------ DATASET ENTRIES

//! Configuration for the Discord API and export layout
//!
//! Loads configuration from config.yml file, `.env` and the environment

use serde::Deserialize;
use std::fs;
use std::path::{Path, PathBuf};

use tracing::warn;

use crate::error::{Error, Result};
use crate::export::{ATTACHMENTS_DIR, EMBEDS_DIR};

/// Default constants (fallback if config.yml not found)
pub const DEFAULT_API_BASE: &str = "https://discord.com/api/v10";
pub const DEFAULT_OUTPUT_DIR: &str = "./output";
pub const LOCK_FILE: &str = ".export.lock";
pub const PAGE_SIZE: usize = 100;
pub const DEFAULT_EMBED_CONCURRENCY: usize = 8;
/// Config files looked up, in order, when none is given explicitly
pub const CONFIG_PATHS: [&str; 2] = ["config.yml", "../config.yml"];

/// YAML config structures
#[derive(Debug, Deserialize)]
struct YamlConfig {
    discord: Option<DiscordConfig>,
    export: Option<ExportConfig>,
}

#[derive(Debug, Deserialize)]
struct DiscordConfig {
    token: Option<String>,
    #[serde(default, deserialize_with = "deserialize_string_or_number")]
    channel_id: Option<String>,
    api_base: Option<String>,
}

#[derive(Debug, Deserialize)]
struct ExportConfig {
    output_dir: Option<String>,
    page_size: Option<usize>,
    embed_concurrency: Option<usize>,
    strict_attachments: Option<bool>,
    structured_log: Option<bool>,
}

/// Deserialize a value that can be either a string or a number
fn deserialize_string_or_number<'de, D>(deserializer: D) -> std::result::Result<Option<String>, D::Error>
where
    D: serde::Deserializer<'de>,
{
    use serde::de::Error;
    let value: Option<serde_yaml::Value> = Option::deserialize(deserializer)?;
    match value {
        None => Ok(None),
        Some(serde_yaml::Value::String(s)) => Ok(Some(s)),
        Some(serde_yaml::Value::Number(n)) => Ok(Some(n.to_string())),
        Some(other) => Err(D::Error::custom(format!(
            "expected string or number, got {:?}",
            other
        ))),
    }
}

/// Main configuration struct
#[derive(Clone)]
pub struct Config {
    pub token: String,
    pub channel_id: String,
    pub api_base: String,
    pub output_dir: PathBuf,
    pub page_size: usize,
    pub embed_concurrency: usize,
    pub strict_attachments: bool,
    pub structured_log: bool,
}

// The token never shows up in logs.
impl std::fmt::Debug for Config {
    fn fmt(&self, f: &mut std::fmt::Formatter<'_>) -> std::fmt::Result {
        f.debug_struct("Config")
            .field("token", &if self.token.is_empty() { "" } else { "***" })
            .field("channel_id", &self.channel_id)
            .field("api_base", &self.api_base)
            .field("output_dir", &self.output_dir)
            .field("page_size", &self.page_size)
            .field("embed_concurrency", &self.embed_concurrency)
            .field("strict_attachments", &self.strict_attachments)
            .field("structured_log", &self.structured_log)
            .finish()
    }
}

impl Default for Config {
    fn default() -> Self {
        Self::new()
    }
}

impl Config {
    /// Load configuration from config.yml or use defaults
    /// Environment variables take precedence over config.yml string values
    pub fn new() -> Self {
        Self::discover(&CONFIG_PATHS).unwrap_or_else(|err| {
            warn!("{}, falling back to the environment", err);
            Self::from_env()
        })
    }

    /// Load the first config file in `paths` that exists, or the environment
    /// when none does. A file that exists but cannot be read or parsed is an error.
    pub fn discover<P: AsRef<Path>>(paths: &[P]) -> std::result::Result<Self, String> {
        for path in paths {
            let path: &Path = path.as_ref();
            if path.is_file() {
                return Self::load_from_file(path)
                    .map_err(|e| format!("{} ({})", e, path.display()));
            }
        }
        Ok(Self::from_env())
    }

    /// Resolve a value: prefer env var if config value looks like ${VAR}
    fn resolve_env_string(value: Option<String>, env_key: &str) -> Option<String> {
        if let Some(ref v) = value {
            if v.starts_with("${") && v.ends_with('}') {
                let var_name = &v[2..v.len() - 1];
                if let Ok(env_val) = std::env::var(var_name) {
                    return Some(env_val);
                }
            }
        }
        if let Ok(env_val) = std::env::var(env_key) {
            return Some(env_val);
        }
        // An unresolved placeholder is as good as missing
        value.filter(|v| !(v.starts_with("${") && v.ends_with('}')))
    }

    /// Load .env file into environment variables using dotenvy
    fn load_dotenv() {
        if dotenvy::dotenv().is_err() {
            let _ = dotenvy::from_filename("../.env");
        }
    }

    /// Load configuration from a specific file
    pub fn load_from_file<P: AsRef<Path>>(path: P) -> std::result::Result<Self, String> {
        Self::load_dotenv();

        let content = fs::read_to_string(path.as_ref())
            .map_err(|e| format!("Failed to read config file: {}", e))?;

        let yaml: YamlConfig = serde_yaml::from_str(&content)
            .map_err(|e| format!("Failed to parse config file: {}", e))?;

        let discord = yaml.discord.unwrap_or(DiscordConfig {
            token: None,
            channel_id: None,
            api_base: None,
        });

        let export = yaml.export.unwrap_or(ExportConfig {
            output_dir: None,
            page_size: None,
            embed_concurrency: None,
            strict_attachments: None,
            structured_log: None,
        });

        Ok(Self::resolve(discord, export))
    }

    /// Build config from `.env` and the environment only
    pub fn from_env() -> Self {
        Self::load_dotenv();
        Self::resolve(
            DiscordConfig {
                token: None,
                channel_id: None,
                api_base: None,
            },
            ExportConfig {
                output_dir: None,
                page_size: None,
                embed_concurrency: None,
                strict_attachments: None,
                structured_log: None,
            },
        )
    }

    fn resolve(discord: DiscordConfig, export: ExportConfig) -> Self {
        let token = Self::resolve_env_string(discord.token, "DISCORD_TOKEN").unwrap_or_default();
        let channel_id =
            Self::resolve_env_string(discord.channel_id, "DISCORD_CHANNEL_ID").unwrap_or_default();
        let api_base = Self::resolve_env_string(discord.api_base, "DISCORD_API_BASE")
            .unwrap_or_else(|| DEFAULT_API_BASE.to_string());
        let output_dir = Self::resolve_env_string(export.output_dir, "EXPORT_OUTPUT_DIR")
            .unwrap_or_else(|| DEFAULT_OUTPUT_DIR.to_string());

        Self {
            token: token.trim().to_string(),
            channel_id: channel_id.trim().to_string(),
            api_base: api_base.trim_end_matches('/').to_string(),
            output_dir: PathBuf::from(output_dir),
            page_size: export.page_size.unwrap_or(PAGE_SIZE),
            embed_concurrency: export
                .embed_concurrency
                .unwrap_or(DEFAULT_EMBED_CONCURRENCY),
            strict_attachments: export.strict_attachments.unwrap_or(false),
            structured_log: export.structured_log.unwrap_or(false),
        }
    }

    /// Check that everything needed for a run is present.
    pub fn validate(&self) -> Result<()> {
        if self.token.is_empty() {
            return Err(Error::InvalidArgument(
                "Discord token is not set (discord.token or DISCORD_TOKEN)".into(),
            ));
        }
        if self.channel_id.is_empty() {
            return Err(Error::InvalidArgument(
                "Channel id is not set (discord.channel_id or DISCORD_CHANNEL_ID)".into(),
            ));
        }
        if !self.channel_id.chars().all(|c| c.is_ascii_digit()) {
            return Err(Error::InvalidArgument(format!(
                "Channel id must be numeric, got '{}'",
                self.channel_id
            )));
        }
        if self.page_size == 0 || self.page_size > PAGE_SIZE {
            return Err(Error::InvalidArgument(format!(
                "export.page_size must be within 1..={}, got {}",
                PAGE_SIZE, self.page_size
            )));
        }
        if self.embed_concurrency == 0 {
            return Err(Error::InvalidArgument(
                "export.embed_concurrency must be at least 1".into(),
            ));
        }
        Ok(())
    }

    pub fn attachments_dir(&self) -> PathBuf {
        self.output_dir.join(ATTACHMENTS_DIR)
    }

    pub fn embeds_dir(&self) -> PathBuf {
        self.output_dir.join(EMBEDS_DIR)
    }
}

------------

WHAT YOU NEED TO DO:
Above is a listing; print exactly its lines from the one with "fn fmt(&self, f: &mut" through the one with "for path in", and no other lines.

OUTPUT FOR THIS TASK:
    fn fmt(&self, f: &mut std::fmt::Formatter<'_>) -> std::fmt::Result {
        f.debug_struct("Config")
            .field("token", &if self.token.is_empty() { "" } else { "***" })
            .field("channel_id", &self.channel_id)
            .field("api_base", &self.api_base)
            .field("output_dir", &self.output_dir)
            .field("page_size", &self.page_size)
            .field("embed_concurrency", &self.embed_concurrency)
            .field("strict_attachments", &self.strict_attachments)
            .field("structured_log", &self.structured_log)
            .finish()
    }
}

impl Default for Config {
    fn default() -> Self {
        Self::new()
    }
}

impl Config {
    /// Load configuration from config.yml or use defaults
    /// Environment variables take precedence over config.yml string values
    pub fn new() -> Self {
        Self::discover(&CONFIG_PATHS).unwrap_or_else(|err| {
            warn!("{}, falling back to the environment", err);
            Self::from_env()
        })
    }

    /// Load the first config file in `paths` that exists, or the environment
    /// when none does. A file that exists but cannot be read or parsed is an error.
    pub fn discover<P: AsRef<Path>>(paths: &[P]) -> std::result::Result<Self, String> {
        for path in paths {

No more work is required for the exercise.